A 38-6 vote by the senate body allows for the adoption of compromise model.

University Senate is preparing to flesh out a new governance structure after Thursday's meeting.

With a vote of 38-6, the senate body adopted a skeleton of a compromise model over the current system. Four senators abstained.

An intense discussion preceded the vote, creating divisions among students and between students and faculty.

Student senator Chris Borkowski brought forward accusations that members of Student Government Association did not prepare student senators for their vote in October.

"For the past two months, there have been questionable tactics to ruin any chance for the student senate to vote in favor or against the compromise model while having knowledge of all models and opinions," Borkowski said.

SGA President Tolu Olowomeye said both models were presented to the students unbiased, and copies of the model structure were made available to student senators a week before the October SGA straw vote.

She also said faculty had ample time to attend a meeting and present its case.

Olowomeye called Borkowski's accusations "brutally disrespectful."

The debate continued until visitor Eric Richardson encouraged senators to take action.

"Your system doesn't work," Richardson said. "There is a faculty phobia here that if we let professors run us, we don't get a vote."

President Blaine Brownell took the floor first in the discussion, voicing his support for the compromise model.

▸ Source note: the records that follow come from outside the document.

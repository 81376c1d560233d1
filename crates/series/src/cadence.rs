//! Fixed aggregation cadences aligned to midnight.

use chrono::{Duration, NaiveDateTime, NaiveTime, Timelike};

use crate::error::SeriesError;

const MINUTES_PER_DAY: u32 = 24 * 60;

/// Width of the fixed buckets a series is aggregated into.
///
/// Bucket boundaries are aligned to midnight, so a 15-minute cadence yields
/// buckets starting at `00:00`, `00:15`, ... of every day.
#[derive(Debug, Clone, Copy, PartialEq, Eq)]
pub enum Cadence {
    /// One bucket per calendar day.
    Daily,
    /// Sub-daily buckets of the given width in minutes.
    Minutes(u32),
}

impl Cadence {
    /// Daily cadence.
    pub fn daily() -> Self {
        Self::Daily
    }

    /// Sub-daily cadence of `minutes` width.
    ///
    /// # Errors
    ///
    /// Returns [`SeriesError::InvalidCadence`] if `minutes` is zero or does
    /// not divide 1440.
    pub fn minutes(minutes: u32) -> Result<Self, SeriesError> {
        if minutes == 0 || MINUTES_PER_DAY % minutes != 0 {
            return Err(SeriesError::InvalidCadence { minutes });
        }
        if minutes == MINUTES_PER_DAY {
            return Ok(Self::Daily);
        }
        Ok(Self::Minutes(minutes))
    }

    /// Bucket width.
    pub fn step(&self) -> Duration {
        match self {
            Self::Daily => Duration::days(1),
            Self::Minutes(m) => Duration::minutes(i64::from(*m)),
        }
    }

    /// Start of the bucket containing `t`.
    pub fn bucket_start(&self, t: NaiveDateTime) -> NaiveDateTime {
        let midnight = t.date().and_time(NaiveTime::MIN);
        match self {
            Self::Daily => midnight,
            Self::Minutes(m) => {
                let minute_of_day = t.hour() * 60 + t.minute();
                let floored = minute_of_day - minute_of_day % m;
                midnight + Duration::minutes(i64::from(floored))
            }
        }
    }

    /// Whether `t` lies exactly on a bucket boundary.
    pub fn is_aligned(&self, t: NaiveDateTime) -> bool {
        self.bucket_start(t) == t
    }
}

#[cfg(test)]
mod tests {
    use super::*;
    use chrono::NaiveDate;

    fn at(h: u32, m: u32, s: u32) -> NaiveDateTime {
        NaiveDate::from_ymd_opt(2021, 12, 3)
            .unwrap()
            .and_hms_opt(h, m, s)
            .unwrap()
    }

    #[test]
    fn daily_floor_is_midnight() {
        assert_eq!(Cadence::daily().bucket_start(at(23, 59, 59)), at(0, 0, 0));
    }

    #[test]
    fn quarter_hour_floor() {
        let c = Cadence::minutes(15).unwrap();
        assert_eq!(c.bucket_start(at(10, 44, 59)), at(10, 30, 0));
        assert_eq!(c.bucket_start(at(10, 45, 0)), at(10, 45, 0));
    }

    #[test]
    fn rejects_non_dividing_width() {
        assert!(matches!(
            Cadence::minutes(7),
            Err(SeriesError::InvalidCadence { minutes: 7 })
        ));
        assert!(Cadence::minutes(0).is_err());
    }

    #[test]
    fn full_day_minutes_is_daily() {
        assert_eq!(Cadence::minutes(1440).unwrap(), Cadence::Daily);
    }

    #[test]
    fn alignment() {
        let c = Cadence::minutes(30).unwrap();
        assert!(c.is_aligned(at(6, 30, 0)));
        assert!(!c.is_aligned(at(6, 30, 1)));
    }
}
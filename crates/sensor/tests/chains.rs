use approx::assert_abs_diff_eq;
use chrono::{Duration, NaiveDate, NaiveDateTime};
use firn_sensor::{
    BaselineConfig, ReflectorConfig, SensorError, process_baseline, process_reflector,
};
use firn_series::TimeSeries;
use rand::SeedableRng;
use rand::rngs::StdRng;
use rand_distr::{Distribution, Normal};

fn t0() -> NaiveDateTime {
    NaiveDate::from_ymd_opt(2022, 4, 1)
        .unwrap()
        .and_hms_opt(0, 0, 0)
        .unwrap()
}

const BASELINE_LENGTH: f64 = 1500.0;

/// True SWE in mm w.e. at `t`.
fn swe_at(t: NaiveDateTime) -> f64 {
    100.0 + 2.0 * (t - t0()).num_minutes() as f64 / 1440.0
}

/// Ten days of 15-minute up-components with a 3 m mast raise on day 5 and
/// no data on day 7.
fn baseline_epochs(seed: u64) -> TimeSeries {
    let mut rng = StdRng::seed_from_u64(seed);
    let noise = Normal::new(0.0, 3.0).unwrap();
    (0..10 * 96)
        .map(|i| t0() + Duration::minutes(15 * i))
        .filter(|t| (*t - t0()).num_days() != 7)
        .map(|t| {
            let raise = if (t - t0()).num_days() >= 5 { -3000.0 } else { 0.0 };
            (t, BASELINE_LENGTH + swe_at(t) + raise + noise.sample(&mut rng))
        })
        .collect()
}

#[test]
fn baseline_recovers_swe() {
    let raw = baseline_epochs(11);
    let config = BaselineConfig::new("test", BASELINE_LENGTH);
    let out = process_baseline(&raw, &raw, &config).unwrap();

    assert_eq!(out.events.len(), 1);
    assert_eq!(out.events[0].at, t0() + Duration::days(5));
    assert_abs_diff_eq!(out.events[0].magnitude, -3000.0, epsilon = 20.0);
    assert!(out.transients.is_empty());

    // One bucket per calendar day, the empty day kept as a gap.
    assert_eq!(out.daily.len(), 10);
    assert!(out.daily.buckets()[7].median.is_none());
    assert_eq!(out.noise.n_gaps, 1);

    for (d, b) in out.daily.buckets().iter().enumerate() {
        if let Some(m) = b.median {
            let expected = swe_at(t0() + Duration::days(d as i64) + Duration::hours(12));
            assert_abs_diff_eq!(m, expected, epsilon = 5.0);
        }
    }
    let mean_noise = out.noise.mean_noise.unwrap();
    assert!(mean_noise > 1.5 && mean_noise < 4.5, "{mean_noise}");
}

#[test]
fn baseline_shifts_timestamps() {
    let raw = baseline_epochs(3);
    let config = BaselineConfig::new("test", BASELINE_LENGTH);
    let out = process_baseline(&raw, &raw, &config).unwrap();
    assert_eq!(out.swe.first_time(), Some(t0() + Duration::seconds(18)));
    assert_eq!(out.epoch_counts.get(t0()), Some(96.0));
    assert_eq!(out.epoch_counts.get(t0() + Duration::days(7)), Some(0.0));
    assert_eq!(out.rolling.median.len(), out.swe.observed_len());
    assert!(out.swe.observed_len() + out.n_rejected == raw.len());
}

#[test]
fn baseline_counts_only_fixed_solutions() {
    // Every fourth epoch is fixed; the rest are float solutions that are
    // still processed.
    let raw = baseline_epochs(7);
    let fixed = raw.filter(|t, _| (t - t0()).num_minutes() % 60 == 0);
    let config = BaselineConfig::new("test", BASELINE_LENGTH);
    let out = process_baseline(&raw, &fixed, &config).unwrap();
    assert_eq!(out.epoch_counts.get(t0()), Some(24.0));
    assert_eq!(out.epoch_counts.get(t0() + Duration::days(1)), Some(24.0));
    assert!(out.swe.observed_len() > 24 * 9);
}

#[test]
fn baseline_counts_use_shifted_buckets() {
    let raw = baseline_epochs(9);
    // The shift moves the second epoch past midnight into day 1.
    let fixed: TimeSeries = vec![
        (t0() + Duration::hours(12), 0.0),
        (t0() + Duration::days(1) - Duration::seconds(10), 0.0),
        (t0() + Duration::days(1) + Duration::hours(6), 0.0),
    ]
    .into_iter()
    .collect();
    let config = BaselineConfig::new("test", BASELINE_LENGTH);
    let out = process_baseline(&raw, &fixed, &config).unwrap();
    assert_eq!(out.epoch_counts.get(t0()), Some(1.0));
    assert_eq!(out.epoch_counts.get(t0() + Duration::days(1)), Some(2.0));
}

#[test]
fn baseline_empty_input() {
    let empty = TimeSeries::new();
    let out = process_baseline(&empty, &empty, &BaselineConfig::new("empty", 0.0)).unwrap();
    assert!(out.daily.is_empty());
    assert!(out.time_of_min.is_none());
}

/// Six days of 5-minute reflector heights: 10 mm/day accumulation and a
/// 3 m mast raise on day 4.
fn reflector_epochs(seed: u64) -> TimeSeries {
    let mut rng = StdRng::seed_from_u64(seed);
    let noise = Normal::new(0.0, 5.0).unwrap();
    (0..6 * 288)
        .map(|i| {
            let t = t0() + Duration::minutes(5 * i);
            let days = (t - t0()).num_minutes() as f64 / 1440.0;
            let raise = if days >= 4.0 { 3000.0 } else { 0.0 };
            (t, 2000.0 - 10.0 * days + raise + noise.sample(&mut rng))
        })
        .collect()
}

#[test]
fn reflector_accumulation() {
    let raw = reflector_epochs(5);
    let config = ReflectorConfig::new("ir").with_initial_accumulation(50.0);
    let out = process_reflector(&raw, &config).unwrap();

    assert_eq!(out.events.len(), 1);
    assert_abs_diff_eq!(out.events[0].magnitude, 3000.0, epsilon = 30.0);
    // A 15-minute interval only vanishes if all of its epochs were clipped.
    assert!(out.resampled.len() <= 6 * 96);
    assert!(out.resampled.len() > 6 * 96 - 20);
    assert_eq!(out.daily.len(), 6);
    for (d, b) in out.daily.buckets().iter().enumerate() {
        let m = b.median.unwrap();
        let expected = 50.0 + 10.0 * d as f64;
        assert_abs_diff_eq!(m, expected, epsilon = 5.0);
    }
}

#[test]
fn reflector_empty_input_is_an_error() {
    let err = process_reflector(&TimeSeries::new(), &ReflectorConfig::new("ir")).unwrap_err();
    match err {
        SensorError::Empty { series, stage } => {
            assert_eq!(series, "ir");
            assert_eq!(stage, "resampling");
        }
        other => panic!("expected Empty, got: {other}"),
    }
}
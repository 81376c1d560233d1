//! Low-level Parquet reading and column extraction.

use std::path::Path;

use arrow::array::{Array, ArrayRef, AsArray, RecordBatch};
use arrow::compute::cast;
use arrow::datatypes::{DataType, Float64Type, Int32Type, TimeUnit, TimestampMillisecondType};
use chrono::{DateTime, NaiveDateTime};
use parquet::arrow::arrow_reader::ParquetRecordBatchReaderBuilder;

use crate::error::IoError;

/// Reads all record batches from a Parquet file.
///
/// # Errors
///
/// Returns [`IoError::FileNotFound`] if the file does not exist, or
/// [`IoError::Parquet`] if the file cannot be opened or read.
pub(crate) fn read_batches(path: &Path) -> Result<Vec<RecordBatch>, IoError> {
    if !path.exists() {
        return Err(IoError::FileNotFound {
            path: path.to_path_buf(),
        });
    }

    let file = std::fs::File::open(path).map_err(|e| IoError::Parquet {
        reason: e.to_string(),
    })?;

    let builder = ParquetRecordBatchReaderBuilder::try_new(file)?;
    let reader = builder.build()?;

    let batches: Vec<RecordBatch> = reader.collect::<Result<Vec<_>, _>>()?;
    Ok(batches)
}

/// Looks up a column by name.
///
/// # Errors
///
/// Returns [`IoError::MissingColumn`] if the batch has no such column.
pub(crate) fn column<'a>(
    batch: &'a RecordBatch,
    name: &str,
    path: &Path,
) -> Result<&'a ArrayRef, IoError> {
    batch
        .column_by_name(name)
        .ok_or_else(|| IoError::MissingColumn {
            name: name.to_string(),
            path: path.to_path_buf(),
        })
}

/// Extracts a time column as naive UTC timestamps.
///
/// Any column Arrow can cast to a millisecond timestamp is accepted
/// (timestamps of any unit or zone, dates, ISO-8601 strings).
///
/// # Errors
///
/// Returns [`IoError::Parquet`] if the cast fails, or
/// [`IoError::InvalidTime`] for null or out-of-range timestamps.
pub(crate) fn time_values(array: &ArrayRef) -> Result<Vec<NaiveDateTime>, IoError> {
    let cast_array = cast(array, &DataType::Timestamp(TimeUnit::Millisecond, None))?;
    let ts = cast_array.as_primitive::<TimestampMillisecondType>();
    (0..ts.len())
        .map(|i| {
            if ts.is_null(i) {
                return Err(IoError::InvalidTime {
                    reason: format!("null timestamp at row {i}"),
                });
            }
            let ms = ts.value(i);
            DateTime::from_timestamp_millis(ms)
                .map(|dt| dt.naive_utc())
                .ok_or_else(|| IoError::InvalidTime {
                    reason: format!("timestamp {ms} ms out of range"),
                })
        })
        .collect()
}

/// Extracts a numeric column as `f64`, nulls as `None`.
pub(crate) fn float_values(array: &ArrayRef) -> Result<Vec<Option<f64>>, IoError> {
    let cast_array = cast(array, &DataType::Float64)?;
    let values = cast_array.as_primitive::<Float64Type>();
    Ok(values.iter().collect())
}

/// Extracts an integer column as `i32`, nulls as `None`.
pub(crate) fn int_values(array: &ArrayRef) -> Result<Vec<Option<i32>>, IoError> {
    let cast_array = cast(array, &DataType::Int32)?;
    let values = cast_array.as_primitive::<Int32Type>();
    Ok(values.iter().collect())
}

#[cfg(test)]
mod tests {
    use super::*;
    use std::sync::Arc;

    use arrow::array::{Float32Array, Int64Array, StringArray, TimestampSecondArray};
    use chrono::NaiveDate;

    #[test]
    fn casts_second_timestamps() {
        let array: ArrayRef = Arc::new(TimestampSecondArray::from(vec![0, 86_400]));
        let times = time_values(&array).unwrap();
        assert_eq!(
            times[1],
            NaiveDate::from_ymd_opt(1970, 1, 2)
                .unwrap()
                .and_hms_opt(0, 0, 0)
                .unwrap()
        );
    }

    #[test]
    fn casts_iso_strings() {
        let array: ArrayRef = Arc::new(StringArray::from(vec!["2022-01-05T12:30:00"]));
        let times = time_values(&array).unwrap();
        assert_eq!(
            times[0],
            NaiveDate::from_ymd_opt(2022, 1, 5)
                .unwrap()
                .and_hms_opt(12, 30, 0)
                .unwrap()
        );
    }

    #[test]
    fn null_timestamp_is_rejected() {
        let array: ArrayRef = Arc::new(TimestampSecondArray::from(vec![Some(0), None]));
        assert!(matches!(
            time_values(&array),
            Err(IoError::InvalidTime { .. })
        ));
    }

    #[test]
    fn floats_keep_nulls() {
        let array: ArrayRef = Arc::new(Float32Array::from(vec![Some(1.5), None]));
        assert_eq!(float_values(&array).unwrap(), vec![Some(1.5), None]);
    }

    #[test]
    fn integers_are_narrowed() {
        let array: ArrayRef = Arc::new(Int64Array::from(vec![1, 2, 5]));
        assert_eq!(int_values(&array).unwrap(), vec![Some(1), Some(2), Some(5)]);
    }
}
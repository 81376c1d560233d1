//! Density of freshly fallen snow from paired gains.

use firn_series::{AggregatedSeries, TimeSeries};
use tracing::debug;

use crate::config::NewSnowConfig;
use crate::error::DensityError;
use crate::estimate::is_plausible_density;

/// Output of [`new_snow_density`], indexed by the interval centre.
#[derive(Debug, Clone)]
pub struct NewSnowDensity {
    /// Height gain (m) across the interval; missing below the minimum gain.
    pub height_gain: TimeSeries,
    /// Mass gain (mm w.e.) across the same interval.
    pub mass_gain: TimeSeries,
    /// Density of the new snow (kg/m³); missing where undefined or
    /// implausible.
    pub density: TimeSeries,
}

/// Computes the density of new snow over centred intervals.
///
/// For every bucket `t` with buckets `interval / 2` steps on either side,
/// the gains `h(t + k) - h(t - k)` and `m(t + k) - m(t - k)` are formed.
/// Height gains below `min_gain` are treated as no new snow.
///
/// # Errors
///
/// Returns [`DensityError::InvalidConfig`] for an invalid configuration or
/// [`DensityError::CadenceMismatch`] for inputs at different cadences.
#[tracing::instrument(skip_all, fields(interval = config.interval()))]
pub fn new_snow_density(
    height: &AggregatedSeries,
    mass: &AggregatedSeries,
    config: &NewSnowConfig,
) -> Result<NewSnowDensity, DensityError> {
    config.validate()?;
    if mass.cadence() != height.cadence() {
        return Err(DensityError::CadenceMismatch {
            mass: mass.cadence(),
            height: height.cadence(),
        });
    }

    let half = config.interval() / 2;
    let offset = height.cadence().step() * config.half_steps()?;
    let buckets = height.buckets();

    let mut height_gain = Vec::new();
    let mut mass_gain = Vec::new();
    let mut density = Vec::new();
    for i in half..buckets.len().saturating_sub(half) {
        let centre = buckets[i].start;
        let h_gain = buckets[i + half]
            .median
            .zip(buckets[i - half].median)
            .map(|(h2, h1)| h2 - h1)
            .filter(|g| *g >= config.min_gain());
        let m_gain = mass
            .get(centre + offset)
            .and_then(|b| b.median)
            .zip(mass.get(centre - offset).and_then(|b| b.median))
            .map(|(m2, m1)| m2 - m1);
        let d = h_gain
            .zip(m_gain)
            .map(|(h, m)| m / h)
            .filter(|d| is_plausible_density(*d));

        height_gain.push((centre, h_gain));
        mass_gain.push((centre, m_gain));
        density.push((centre, d));
    }

    let events = density.iter().filter(|(_, d)| d.is_some()).count();
    debug!(events, "new snow density computed");

    Ok(NewSnowDensity {
        height_gain: TimeSeries::from_observations(height_gain),
        mass_gain: TimeSeries::from_observations(mass_gain),
        density: TimeSeries::from_observations(density),
    })
}

#[cfg(test)]
mod tests {
    use super::*;
    use approx::assert_relative_eq;
    use chrono::{NaiveDate, NaiveDateTime};
    use firn_series::{Bucket, Cadence};

    fn day(d: u32) -> NaiveDateTime {
        NaiveDate::from_ymd_opt(2022, 1, d)
            .unwrap()
            .and_hms_opt(0, 0, 0)
            .unwrap()
    }

    fn daily(medians: &[f64]) -> AggregatedSeries {
        let buckets = medians
            .iter()
            .enumerate()
            .map(|(i, m)| Bucket {
                start: day(1 + i as u32),
                median: Some(*m),
                std_dev: None,
                count: 1,
            })
            .collect();
        AggregatedSeries::new(Cadence::daily(), buckets).unwrap()
    }

    #[test]
    fn storm_density() {
        // 0.2 m of snow with 20 mm w.e. falls between day 2 and day 4.
        let height = daily(&[1.0, 1.0, 1.1, 1.2, 1.2]);
        let mass = daily(&[300.0, 300.0, 310.0, 320.0, 320.0]);
        let config = NewSnowConfig::new().with_interval(2);
        let out = new_snow_density(&height, &mass, &config).unwrap();

        assert_eq!(out.density.len(), 3);
        assert_relative_eq!(out.height_gain.get(day(3)).unwrap(), 0.2, epsilon = 1e-12);
        assert_relative_eq!(out.density.get(day(3)).unwrap(), 100.0, epsilon = 1e-9);
    }

    #[test]
    fn small_gain_is_not_new_snow() {
        let height = daily(&[1.0, 1.01, 1.02]);
        let mass = daily(&[300.0, 305.0, 310.0]);
        let out = new_snow_density(&height, &mass, &NewSnowConfig::new().with_interval(2)).unwrap();
        assert_eq!(out.height_gain.get(day(2)), None);
        assert_eq!(out.density.get(day(2)), None);
        assert_relative_eq!(out.mass_gain.get(day(2)).unwrap(), 10.0);
    }

    #[test]
    fn too_short_series_yields_nothing() {
        let out =
            new_snow_density(&daily(&[1.0]), &daily(&[1.0]), &NewSnowConfig::new()).unwrap();
        assert!(out.density.is_empty());
    }
}
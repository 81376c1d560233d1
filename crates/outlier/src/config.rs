//! Configuration for the outlier filters.

use chrono::Duration;

use crate::error::OutlierError;

/// Configuration for [`sigma_clip`](crate::sigma_clip).
///
/// # Example
///
/// ```
/// use chrono::Duration;
/// use firn_outlier::SigmaClipConfig;
///
/// let config = SigmaClipConfig::new()
///     .with_window(Duration::days(3))
///     .with_sigma(1.9);
/// assert!(config.validate().is_ok());
/// ```
#[derive(Debug, Clone)]
pub struct SigmaClipConfig {
    window: Duration,
    sigma: f64,
}

impl SigmaClipConfig {
    /// Creates a configuration with defaults.
    ///
    /// Defaults: `window = 3 days`, `sigma = 3.0`.
    pub fn new() -> Self {
        Self {
            window: Duration::days(3),
            sigma: 3.0,
        }
    }

    /// Sets the trailing window length.
    pub fn with_window(mut self, window: Duration) -> Self {
        self.window = window;
        self
    }

    /// Sets the sigma multiplier `k`.
    pub fn with_sigma(mut self, sigma: f64) -> Self {
        self.sigma = sigma;
        self
    }

    /// Returns the trailing window length.
    pub fn window(&self) -> Duration {
        self.window
    }

    /// Returns the sigma multiplier.
    pub fn sigma(&self) -> f64 {
        self.sigma
    }

    /// Validates this configuration.
    ///
    /// # Errors
    ///
    /// Returns [`OutlierError::InvalidConfig`] if the window is not positive
    /// or the sigma multiplier is not a positive finite number.
    pub fn validate(&self) -> Result<(), OutlierError> {
        validate_window(self.window)?;
        if !self.sigma.is_finite() || self.sigma <= 0.0 {
            return Err(OutlierError::InvalidConfig {
                reason: format!("sigma must be positive and finite, got {}", self.sigma),
            });
        }
        Ok(())
    }
}

impl Default for SigmaClipConfig {
    fn default() -> Self {
        Self::new()
    }
}

pub(crate) fn validate_window(window: Duration) -> Result<(), OutlierError> {
    if window <= Duration::zero() {
        return Err(OutlierError::InvalidConfig {
            reason: format!("window must be positive, got {window}"),
        });
    }
    Ok(())
}
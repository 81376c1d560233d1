use chrono::{Duration, NaiveDate, NaiveDateTime};
use firn_outlier::{SigmaClipConfig, sigma_clip};
use firn_series::TimeSeries;
use rand::rngs::StdRng;
use rand::{Rng, SeedableRng};
use rand_distr::{Distribution, Normal};

fn t0() -> NaiveDateTime {
    NaiveDate::from_ymd_opt(2022, 1, 1)
        .unwrap()
        .and_hms_opt(0, 0, 0)
        .unwrap()
}

/// 20 days of quarter-hourly accumulation with a storm-driven trend and
/// sparse gross errors.
fn accumulating_series(seed: u64) -> (TimeSeries, Vec<NaiveDateTime>) {
    let mut rng = StdRng::seed_from_u64(seed);
    let noise = Normal::new(0.0, 8.0).unwrap();
    let mut spikes = Vec::new();
    let series = (0..20 * 96)
        .map(|i| {
            let t = t0() + Duration::minutes(15 * i);
            let trend = if i > 10 * 96 { 6.0 * (i - 10 * 96) as f64 / 96.0 } else { 0.0 };
            let mut v = 250.0 + 40.0 * trend + noise.sample(&mut rng);
            if i > 96 && rng.random_bool(0.01) {
                v += 600.0;
                spikes.push(t);
            }
            (t, v)
        })
        .collect();
    (series, spikes)
}

#[test]
fn retained_is_unaltered_subset() {
    let (series, _) = accumulating_series(42);
    let result = sigma_clip(&series, &SigmaClipConfig::new()).unwrap();

    assert_eq!(
        result.retained.len() + result.rejected.len(),
        series.observed_len()
    );
    for (t, v) in result.retained.observed() {
        assert_eq!(series.get(t), Some(v));
    }
}

#[test]
fn gross_errors_are_rejected() {
    let (series, spikes) = accumulating_series(5);
    assert!(!spikes.is_empty());
    let result = sigma_clip(&series, &SigmaClipConfig::new().with_sigma(2.0)).unwrap();

    let rejected: Vec<NaiveDateTime> = result.rejected.iter().map(|(t, _)| *t).collect();
    let caught = spikes.iter().filter(|t| rejected.contains(t)).count();
    assert!(caught as f64 >= 0.9 * spikes.len() as f64);
}

#[test]
fn trend_is_not_clipped_as_outlier() {
    let (series, _) = accumulating_series(9);
    let result = sigma_clip(&series, &SigmaClipConfig::new()).unwrap();
    // The rising second half must survive largely intact.
    let late = result.retained.slice_from(t0() + Duration::days(15));
    assert!(late.len() as f64 > 0.9 * 5.0 * 96.0);
}
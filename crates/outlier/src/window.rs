//! Trailing calendar-time window over a sorted buffer.

use std::collections::VecDeque;

use chrono::{Duration, NaiveDateTime};

/// Observations in the half-open interval `(t - width, t]` for the most
/// recently pushed `t`.
///
/// Keeps a time-ordered queue for eviction and a sorted copy of the values
/// for the median.
pub(crate) struct TrailingWindow {
    width: Duration,
    entries: VecDeque<(NaiveDateTime, f64)>,
    sorted: Vec<f64>,
}

impl TrailingWindow {
    pub(crate) fn new(width: Duration) -> Self {
        Self {
            width,
            entries: VecDeque::new(),
            sorted: Vec::new(),
        }
    }

    /// Adds an observation and evicts everything at or before `t - width`.
    ///
    /// Timestamps must be pushed in increasing order.
    pub(crate) fn push(&mut self, t: NaiveDateTime, v: f64) {
        self.entries.push_back((t, v));
        let pos = self.sorted.partition_point(|&x| x < v);
        self.sorted.insert(pos, v);

        let cutoff = t - self.width;
        while let Some(&(front_t, front_v)) = self.entries.front() {
            if front_t > cutoff {
                break;
            }
            self.entries.pop_front();
            let pos = self.sorted.partition_point(|&x| x < front_v);
            self.sorted.remove(pos);
        }
    }

    pub(crate) fn len(&self) -> usize {
        self.sorted.len()
    }

    /// Median of the window, `None` if empty.
    pub(crate) fn median(&self) -> Option<f64> {
        (!self.sorted.is_empty()).then(|| firn_stats::median(&self.sorted))
    }

    /// Sample standard deviation; zero for fewer than two observations.
    pub(crate) fn std_dev(&self) -> f64 {
        firn_stats::sd(&self.sorted)
    }
}

#[cfg(test)]
mod tests {
    use super::*;
    use approx::assert_relative_eq;
    use chrono::NaiveDate;

    fn hour(h: i64) -> NaiveDateTime {
        NaiveDate::from_ymd_opt(2022, 1, 1)
            .unwrap()
            .and_hms_opt(0, 0, 0)
            .unwrap()
            + Duration::hours(h)
    }

    #[test]
    fn evicts_left_edge_exclusive() {
        let mut w = TrailingWindow::new(Duration::hours(2));
        w.push(hour(0), 1.0);
        w.push(hour(1), 2.0);
        w.push(hour(2), 3.0);
        // (0h, 2h] excludes the observation at 0h.
        assert_eq!(w.len(), 2);
        assert_relative_eq!(w.median().unwrap(), 2.5);
    }

    #[test]
    fn std_dev_matches_direct_computation() {
        let mut w = TrailingWindow::new(Duration::hours(100));
        let values = [3001.2, 2999.8, 3003.5, 2997.1, 3000.0];
        for (i, v) in values.iter().enumerate() {
            w.push(hour(i as i64), *v);
        }
        assert_relative_eq!(w.std_dev(), firn_stats::sd(&values), epsilon = 1e-9);
    }

    #[test]
    fn single_point_has_zero_spread() {
        let mut w = TrailingWindow::new(Duration::hours(1));
        w.push(hour(0), 7.0);
        assert_eq!(w.std_dev(), 0.0);
        assert_eq!(w.median(), Some(7.0));
    }

    #[test]
    fn constant_window_has_exactly_zero_spread() {
        let mut w = TrailingWindow::new(Duration::hours(10));
        for i in 0..5 {
            w.push(hour(i), 1234.5);
        }
        assert_eq!(w.std_dev(), 0.0);
    }
}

"The current model has been in place for a long time," Brownell said. "But it is not an acceptable model based on what (university senators) have said."

Although Provost Beverley Pitts was unable to attend because of a death in the family, she sent Acting Assistant Provost Deborah Balogh to express her support for the compromise model. Professor Mark Popovich, author of the compromise model, said this was not a common occurrence.

"In 30 years I can't ever remember a president or provost that have so emphatically supported a faculty vote in a governance system," Popovich said. "I thought President Brownell showed great statesmanship today, and I think he understood it was in the best interest of the faculty to do it that way."

Despite the fact that Brownell and a majority of the senate showed support for the compromise model, a task force must be appointed before a final structure is adopted.

University Senate Chairwoman Marilyn Buck said details like committee structure and proportionality would be worked out in the task force. The task force has not been appointed, an effort Buck said would surface in future senate meetings.

"Everything below the council structure is up for arbitration," Popovich said.

With the proportions of students, staff and professional personnel uncertain, student senators prepare for the next step in the restructuring process.

"Now we have to fight for our seats," said Nick Zuniga, SGA president pro tempore.

As far as the direct link to the agenda committee, SGA Vice President Megan Pickens remains skeptical.

"It depends on the makeup of the agenda committee," Pickens said.